Go Back   TechArena Community > Software > Software Development
Become a Member!
Forgot your username/password?
Tags Active Topics RSS Search Mark Forums Read

Thread Tools Search this Thread
Old 04-12-2008
Join Date: May 2008
Posts: 21
How to protect SQL injection attack

The only way to prevent these attacks is at the level of programming. If it is well done, they are normally allowed. So ... what are the rules of programming
to take into account?
  1. First, avoid using an account with all the powers necessary to execute your sql server if possible.
  2. Remove features you do not like : master .. xp_cmdshell, and in general all those starting with "master .. xp".
  3. Check user input such as text fields.

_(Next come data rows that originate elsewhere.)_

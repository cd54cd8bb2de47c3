//! CART regression tree with a squared-error split criterion
//!
//! The tree plugs into linfa's training traits: `DecisionTreeParams`
//! implements `Fit` and the fitted `DecisionTreeRegressor` implements
//! `PredictInplace`, so the usual `params.fit(&dataset)?` and
//! `model.predict(&x)` calls work.

use linfa::traits::{Fit, PredictInplace};
use linfa::DatasetBase;
use ndarray::{Array1, Array2, ArrayBase, ArrayView1, Data, Ix2};
use rand::seq::SliceRandom;
use rand::SeedableRng;
use rand_chacha::ChaCha8Rng;
use serde::{Deserialize, Serialize};

use super::feature::{validate_sample, validate_training_data};
use crate::utils::AnalysisError;

/// Decision tree node
#[derive(Debug, Clone, PartialEq, Serialize, Deserialize)]
pub enum TreeNode {
    /// Leaf node predicting the mean target of its samples
    Leaf { value: f64, n_samples: usize },
    /// Internal node; rows with `x[feature_idx] <= threshold` go left
    Split {
        feature_idx: usize,
        threshold: f64,
        left: Box<TreeNode>,
        right: Box<TreeNode>,
        n_samples: usize,
        /// Mean squared deviation of the node's targets
        impurity: f64,
    },
}

impl TreeNode {
    fn predict(&self, row: ArrayView1<f64>) -> f64 {
        let mut node = self;
        loop {
            match node {
                TreeNode::Leaf { value, .. } => return *value,
                TreeNode::Split {
                    feature_idx,
                    threshold,
                    left,
                    right,
                    ..
                } => {
                    node = if row[*feature_idx] <= *threshold {
                        left
                    } else {
                        right
                    };
                }
            }
        }
    }

    fn depth(&self) -> usize {
        match self {
            TreeNode::Leaf { .. } => 0,
            TreeNode::Split { left, right, .. } => 1 + left.depth().max(right.depth()),
        }
    }

    fn n_leaves(&self) -> usize {
        match self {
            TreeNode::Leaf { .. } => 1,
            TreeNode::Split { left, right, .. } => left.n_leaves() + right.n_leaves(),
        }
    }

    /// Number of training samples that reached this node
    pub fn n_samples(&self) -> usize {
        match self {
            TreeNode::Leaf { n_samples, .. } | TreeNode::Split { n_samples, .. } => *n_samples,
        }
    }
}

/// Hyperparameters of a regression tree
#[derive(Debug, Clone, PartialEq, Serialize, Deserialize)]
pub struct DecisionTreeParams {
    /// Maximum depth; `None` grows until leaves are pure
    pub max_depth: Option<usize>,
    /// Minimum samples to split
    pub min_samples_split: usize,
    /// Minimum samples in leaf
    pub min_samples_leaf: usize,
    /// Seed of the feature permutation used to break equal-gain ties
    pub random_state: Option<u64>,
}

impl Default for DecisionTreeParams {
    fn default() -> Self {
        Self {
            max_depth: None,
            min_samples_split: 2,
            min_samples_leaf: 1,
            random_state: None,
        }
    }
}

impl DecisionTreeParams {
    pub fn new() -> Self {
        Self::default()
    }

    /// Set maximum depth
    pub fn with_max_depth(mut self, depth: usize) -> Self {
        self.max_depth = Some(depth);
        self
    }

    /// Set minimum samples to split
    pub fn with_min_samples_split(mut self, min_samples: usize) -> Self {
        self.min_samples_split = min_samples;
        self
    }

    /// Set minimum samples in leaf
    pub fn with_min_samples_leaf(mut self, min_samples: usize) -> Self {
        self.min_samples_leaf = min_samples;
        self
    }

    /// Set (or clear) the random state
    pub fn with_random_state(mut self, seed: Option<u64>) -> Self {
        self.random_state = seed;
        self
    }

    /// Check the hyperparameters are usable
    pub fn check(&self) -> Result<(), AnalysisError> {
        if self.max_depth == Some(0) {
            return Err(AnalysisError::ValidationError(
                "max_depth must be >= 1".to_string(),
            ));
        }
        if self.min_samples_split < 2 {
            return Err(AnalysisError::ValidationError(format!(
                "min_samples_split must be >= 2, got {}",
                self.min_samples_split
            )));
        }
        if self.min_samples_leaf < 1 {
            return Err(AnalysisError::ValidationError(
                "min_samples_leaf must be >= 1".to_string(),
            ));
        }
        Ok(())
    }

    /// Fit a tree directly on a feature matrix and target vector
    pub fn fit_arrays(
        &self,
        x: &Array2<f64>,
        y: &Array1<f64>,
    ) -> Result<DecisionTreeRegressor, AnalysisError> {
        self.check()?;
        validate_training_data(x, y)?;

        let n_features = x.ncols();
        let rng = match self.random_state {
            Some(seed) => ChaCha8Rng::seed_from_u64(seed),
            None => ChaCha8Rng::from_entropy(),
        };

        let mut builder = TreeBuilder {
            x,
            y,
            params: self,
            rng,
            feature_order: (0..n_features).collect(),
            importances: vec![0.0; n_features],
        };
        let root = builder.build((0..x.nrows()).collect(), 0);

        // Normalize feature importances
        let mut importances = builder.importances;
        let total: f64 = importances.iter().sum();
        if total > 0.0 {
            for imp in &mut importances {
                *imp /= total;
            }
        }

        Ok(DecisionTreeRegressor {
            root,
            n_features,
            feature_importances: importances,
            params: self.clone(),
        })
    }
}

impl Fit<Array2<f64>, Array1<f64>, AnalysisError> for DecisionTreeParams {
    type Object = DecisionTreeRegressor;

    fn fit(
        &self,
        dataset: &DatasetBase<Array2<f64>, Array1<f64>>,
    ) -> Result<Self::Object, AnalysisError> {
        self.fit_arrays(&dataset.records, &dataset.targets)
    }
}

struct SplitCandidate {
    feature_idx: usize,
    threshold: f64,
    child_sse: f64,
}

struct TreeBuilder<'a> {
    x: &'a Array2<f64>,
    y: &'a Array1<f64>,
    params: &'a DecisionTreeParams,
    rng: ChaCha8Rng,
    feature_order: Vec<usize>,
    importances: Vec<f64>,
}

Also make sure the numbers are expected with many numbers as a function IsNumeric () for example.
  4. Check the settings of URLs that are added.
  5. Use the characters and functions such as exhaust addslashes () in PHP (even the characteristics of the function) and in general the documentation of your web programming languages for more info. This will prevent such user input of the character 'in escaping with a slash its predecessor.
  6. You can also prevent a general sequence of entries some users such as ";", "insert", "select", "/ /", "-" and so on.
  7. Attention to limit the number of characters that a user can enter a text field, as this may well complicate her task.
  8. Finally, careful what you put in cookies, as a password (even encrypt in md5) is quickly circumvented by an attack of this type. And thereafter the replacement of this value in the cookie to the attacker avoids an attack type brute force, so it is a nice gift.
Reply With Quote

  TechArena Community > Software > Software Development
Tags: ,

Thread Tools Search this Thread
Search this Thread:

Advanced Search

Similar Threads for: "How to protect SQL injection attack"
Thread Thread Starter Forum Replies Last Post
wormhole attack and simulating blackhole attack in ns-2 mANICKAVASAN Networking & Security 9 02-02-2012 12:16 AM
How to do DLL injection logic Thenral Software Development 5 27-06-2011 10:30 AM
SQL Injection ramsun Software Development 3 07-12-2009 09:18 AM
XML injection in a SOAP request Logan.M Software Development 4 30-04-2009 11:30 PM

All times are GMT +5.5. The time now is 01:29 AM.